= WHAT THE TASK REQUIRES =
Filter the entries below, keeping every line that has the word "healthz".

Stored records
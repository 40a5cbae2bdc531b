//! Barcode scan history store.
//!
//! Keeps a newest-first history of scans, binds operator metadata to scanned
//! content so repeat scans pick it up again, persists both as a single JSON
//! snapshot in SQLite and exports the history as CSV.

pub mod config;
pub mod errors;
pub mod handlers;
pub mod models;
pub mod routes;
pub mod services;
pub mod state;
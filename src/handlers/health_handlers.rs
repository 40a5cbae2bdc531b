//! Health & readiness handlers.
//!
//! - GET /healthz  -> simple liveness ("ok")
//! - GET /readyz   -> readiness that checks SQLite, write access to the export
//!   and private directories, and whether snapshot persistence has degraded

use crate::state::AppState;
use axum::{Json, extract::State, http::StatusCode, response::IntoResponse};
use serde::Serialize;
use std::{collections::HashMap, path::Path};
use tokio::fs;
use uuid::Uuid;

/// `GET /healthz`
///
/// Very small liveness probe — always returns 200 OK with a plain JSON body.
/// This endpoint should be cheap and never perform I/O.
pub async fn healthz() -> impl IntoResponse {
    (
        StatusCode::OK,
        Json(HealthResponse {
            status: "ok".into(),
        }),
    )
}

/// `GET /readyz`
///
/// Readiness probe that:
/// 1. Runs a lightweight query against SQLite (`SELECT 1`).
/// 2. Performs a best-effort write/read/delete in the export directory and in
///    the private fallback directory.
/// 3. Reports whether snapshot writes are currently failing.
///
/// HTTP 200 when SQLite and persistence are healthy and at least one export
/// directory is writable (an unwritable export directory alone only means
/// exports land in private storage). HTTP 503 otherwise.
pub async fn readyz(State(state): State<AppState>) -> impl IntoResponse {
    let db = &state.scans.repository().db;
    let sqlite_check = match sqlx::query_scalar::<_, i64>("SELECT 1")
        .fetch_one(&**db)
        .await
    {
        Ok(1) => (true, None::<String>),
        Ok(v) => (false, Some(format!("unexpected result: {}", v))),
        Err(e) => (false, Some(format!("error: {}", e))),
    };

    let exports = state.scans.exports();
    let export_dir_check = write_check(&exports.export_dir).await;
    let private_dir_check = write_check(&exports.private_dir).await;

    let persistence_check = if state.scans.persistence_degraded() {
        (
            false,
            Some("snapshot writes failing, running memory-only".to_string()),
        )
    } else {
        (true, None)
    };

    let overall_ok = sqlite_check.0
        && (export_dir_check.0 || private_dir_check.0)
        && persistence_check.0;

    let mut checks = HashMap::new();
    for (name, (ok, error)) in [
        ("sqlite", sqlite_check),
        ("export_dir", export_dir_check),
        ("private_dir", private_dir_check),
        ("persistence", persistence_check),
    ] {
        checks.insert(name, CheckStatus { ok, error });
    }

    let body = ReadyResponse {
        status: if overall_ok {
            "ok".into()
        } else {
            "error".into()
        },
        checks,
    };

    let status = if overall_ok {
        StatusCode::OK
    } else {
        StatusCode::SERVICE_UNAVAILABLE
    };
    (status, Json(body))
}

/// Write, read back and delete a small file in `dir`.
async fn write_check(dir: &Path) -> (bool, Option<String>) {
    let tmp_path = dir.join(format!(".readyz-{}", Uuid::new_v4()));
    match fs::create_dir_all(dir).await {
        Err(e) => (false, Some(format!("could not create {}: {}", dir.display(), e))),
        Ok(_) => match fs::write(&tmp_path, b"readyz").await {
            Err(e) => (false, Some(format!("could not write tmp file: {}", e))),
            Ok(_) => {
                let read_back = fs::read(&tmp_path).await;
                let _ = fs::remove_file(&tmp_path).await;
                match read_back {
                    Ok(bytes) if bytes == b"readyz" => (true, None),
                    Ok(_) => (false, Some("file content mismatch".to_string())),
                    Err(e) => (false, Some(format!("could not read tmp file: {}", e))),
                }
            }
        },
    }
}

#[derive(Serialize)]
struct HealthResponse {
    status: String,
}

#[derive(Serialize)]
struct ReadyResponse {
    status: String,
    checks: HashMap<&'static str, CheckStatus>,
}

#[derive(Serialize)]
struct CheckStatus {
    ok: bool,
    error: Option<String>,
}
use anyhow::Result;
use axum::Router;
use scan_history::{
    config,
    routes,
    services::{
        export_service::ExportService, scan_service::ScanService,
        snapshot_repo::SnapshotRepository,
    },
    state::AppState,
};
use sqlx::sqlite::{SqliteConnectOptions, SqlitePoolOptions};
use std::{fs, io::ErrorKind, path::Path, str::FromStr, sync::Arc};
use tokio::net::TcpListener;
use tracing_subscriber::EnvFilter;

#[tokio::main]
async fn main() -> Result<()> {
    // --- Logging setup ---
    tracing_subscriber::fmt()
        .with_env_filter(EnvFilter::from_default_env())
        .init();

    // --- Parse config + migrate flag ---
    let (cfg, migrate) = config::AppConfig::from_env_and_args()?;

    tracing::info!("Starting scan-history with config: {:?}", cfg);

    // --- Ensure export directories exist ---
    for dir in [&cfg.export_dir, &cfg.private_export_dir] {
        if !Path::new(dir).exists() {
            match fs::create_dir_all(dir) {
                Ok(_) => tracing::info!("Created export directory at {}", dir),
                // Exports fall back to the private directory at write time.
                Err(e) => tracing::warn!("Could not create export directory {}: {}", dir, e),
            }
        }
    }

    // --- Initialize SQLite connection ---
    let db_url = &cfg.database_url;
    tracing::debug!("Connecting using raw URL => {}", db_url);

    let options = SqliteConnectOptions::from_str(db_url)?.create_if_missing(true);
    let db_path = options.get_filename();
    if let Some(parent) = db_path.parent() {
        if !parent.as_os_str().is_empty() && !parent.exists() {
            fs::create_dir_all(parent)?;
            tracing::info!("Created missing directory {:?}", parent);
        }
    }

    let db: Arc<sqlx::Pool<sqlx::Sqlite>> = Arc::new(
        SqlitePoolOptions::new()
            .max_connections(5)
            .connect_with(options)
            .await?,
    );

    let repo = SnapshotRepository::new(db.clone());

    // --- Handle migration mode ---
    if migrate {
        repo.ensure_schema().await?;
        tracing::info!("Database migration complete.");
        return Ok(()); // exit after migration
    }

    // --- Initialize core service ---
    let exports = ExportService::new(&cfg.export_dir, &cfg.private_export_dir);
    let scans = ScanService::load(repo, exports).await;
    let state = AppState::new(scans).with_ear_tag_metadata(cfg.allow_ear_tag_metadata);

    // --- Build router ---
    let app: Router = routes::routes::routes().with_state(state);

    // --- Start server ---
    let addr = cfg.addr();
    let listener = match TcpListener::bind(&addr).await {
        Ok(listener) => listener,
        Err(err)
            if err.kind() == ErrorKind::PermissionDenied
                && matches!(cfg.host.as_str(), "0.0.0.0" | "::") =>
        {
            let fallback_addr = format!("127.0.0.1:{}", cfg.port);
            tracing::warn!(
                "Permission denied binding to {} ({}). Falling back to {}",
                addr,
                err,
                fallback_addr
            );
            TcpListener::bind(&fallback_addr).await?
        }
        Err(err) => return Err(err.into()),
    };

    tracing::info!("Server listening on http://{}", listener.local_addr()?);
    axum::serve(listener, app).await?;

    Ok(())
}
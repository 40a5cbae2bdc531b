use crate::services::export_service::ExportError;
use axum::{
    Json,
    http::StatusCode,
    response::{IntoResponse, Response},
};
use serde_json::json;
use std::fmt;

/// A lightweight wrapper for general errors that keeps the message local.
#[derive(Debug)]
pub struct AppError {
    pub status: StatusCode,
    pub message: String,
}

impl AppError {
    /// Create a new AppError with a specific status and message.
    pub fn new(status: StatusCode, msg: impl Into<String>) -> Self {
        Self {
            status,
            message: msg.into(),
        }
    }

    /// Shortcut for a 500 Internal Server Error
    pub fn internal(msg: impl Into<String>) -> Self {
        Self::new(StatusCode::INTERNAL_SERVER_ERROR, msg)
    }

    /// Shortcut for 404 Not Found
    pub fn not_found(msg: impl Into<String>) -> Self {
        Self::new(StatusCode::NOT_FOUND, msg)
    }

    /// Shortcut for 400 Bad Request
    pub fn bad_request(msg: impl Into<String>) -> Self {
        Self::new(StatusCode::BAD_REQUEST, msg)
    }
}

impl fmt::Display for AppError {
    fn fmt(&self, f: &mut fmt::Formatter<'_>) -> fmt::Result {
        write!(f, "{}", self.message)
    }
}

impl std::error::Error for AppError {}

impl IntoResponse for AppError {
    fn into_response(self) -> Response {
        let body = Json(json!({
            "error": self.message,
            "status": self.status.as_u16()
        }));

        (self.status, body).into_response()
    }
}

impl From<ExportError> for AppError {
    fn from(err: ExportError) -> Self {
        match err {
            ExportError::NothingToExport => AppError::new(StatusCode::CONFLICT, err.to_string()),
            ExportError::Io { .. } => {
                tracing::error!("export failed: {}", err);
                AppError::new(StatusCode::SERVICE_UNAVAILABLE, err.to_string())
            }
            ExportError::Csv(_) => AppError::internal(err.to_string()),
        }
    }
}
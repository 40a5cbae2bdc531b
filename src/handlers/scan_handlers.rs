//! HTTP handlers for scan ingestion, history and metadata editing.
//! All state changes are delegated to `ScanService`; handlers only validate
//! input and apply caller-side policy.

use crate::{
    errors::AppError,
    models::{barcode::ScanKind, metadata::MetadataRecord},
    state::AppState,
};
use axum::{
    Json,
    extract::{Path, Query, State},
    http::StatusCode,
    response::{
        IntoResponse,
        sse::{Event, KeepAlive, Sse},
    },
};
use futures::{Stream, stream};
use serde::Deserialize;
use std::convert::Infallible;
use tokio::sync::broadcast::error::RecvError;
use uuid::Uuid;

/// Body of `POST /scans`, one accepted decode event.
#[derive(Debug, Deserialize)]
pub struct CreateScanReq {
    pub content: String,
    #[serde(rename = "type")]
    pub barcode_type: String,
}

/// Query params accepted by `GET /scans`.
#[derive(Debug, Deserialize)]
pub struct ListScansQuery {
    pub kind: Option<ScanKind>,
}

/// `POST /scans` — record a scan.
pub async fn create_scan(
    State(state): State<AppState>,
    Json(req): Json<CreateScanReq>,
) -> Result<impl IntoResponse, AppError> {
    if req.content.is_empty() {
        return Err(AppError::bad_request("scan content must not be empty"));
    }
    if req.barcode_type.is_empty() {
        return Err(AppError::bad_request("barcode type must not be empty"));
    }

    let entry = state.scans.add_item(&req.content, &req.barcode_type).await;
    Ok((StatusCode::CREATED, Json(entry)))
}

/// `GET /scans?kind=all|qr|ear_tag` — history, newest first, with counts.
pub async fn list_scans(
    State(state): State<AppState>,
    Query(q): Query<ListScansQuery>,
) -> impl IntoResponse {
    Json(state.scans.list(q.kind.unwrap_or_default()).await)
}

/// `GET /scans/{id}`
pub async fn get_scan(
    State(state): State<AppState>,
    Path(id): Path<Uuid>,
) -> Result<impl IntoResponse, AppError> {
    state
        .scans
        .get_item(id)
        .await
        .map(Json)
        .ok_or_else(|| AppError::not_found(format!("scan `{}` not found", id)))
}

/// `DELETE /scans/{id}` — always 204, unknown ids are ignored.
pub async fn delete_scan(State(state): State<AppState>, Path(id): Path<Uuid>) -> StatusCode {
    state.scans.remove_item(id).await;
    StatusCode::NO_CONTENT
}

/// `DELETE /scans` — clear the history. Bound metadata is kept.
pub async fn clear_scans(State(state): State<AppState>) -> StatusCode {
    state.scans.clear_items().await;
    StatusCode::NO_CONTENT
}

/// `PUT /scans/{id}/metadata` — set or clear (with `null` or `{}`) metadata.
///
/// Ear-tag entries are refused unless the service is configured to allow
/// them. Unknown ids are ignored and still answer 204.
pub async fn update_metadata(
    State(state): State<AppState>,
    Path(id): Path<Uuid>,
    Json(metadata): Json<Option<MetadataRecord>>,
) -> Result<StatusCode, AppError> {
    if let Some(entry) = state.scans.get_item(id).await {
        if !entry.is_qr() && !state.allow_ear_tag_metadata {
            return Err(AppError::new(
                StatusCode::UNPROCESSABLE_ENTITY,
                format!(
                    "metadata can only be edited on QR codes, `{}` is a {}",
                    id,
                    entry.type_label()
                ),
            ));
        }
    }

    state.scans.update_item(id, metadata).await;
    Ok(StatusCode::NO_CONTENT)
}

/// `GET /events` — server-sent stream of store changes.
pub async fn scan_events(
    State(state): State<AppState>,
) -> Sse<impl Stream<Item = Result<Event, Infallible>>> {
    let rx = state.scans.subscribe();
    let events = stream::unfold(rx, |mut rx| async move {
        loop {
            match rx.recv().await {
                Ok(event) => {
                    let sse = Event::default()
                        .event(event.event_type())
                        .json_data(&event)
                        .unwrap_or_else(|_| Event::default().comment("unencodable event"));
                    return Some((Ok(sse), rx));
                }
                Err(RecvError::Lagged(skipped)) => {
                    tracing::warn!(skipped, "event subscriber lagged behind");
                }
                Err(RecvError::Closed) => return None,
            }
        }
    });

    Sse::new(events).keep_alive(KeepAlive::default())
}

= SOLUTION FOR THIS TASK =
//! - GET /healthz  -> simple liveness ("ok")
/// `GET /healthz`
pub async fn healthz() -> impl IntoResponse {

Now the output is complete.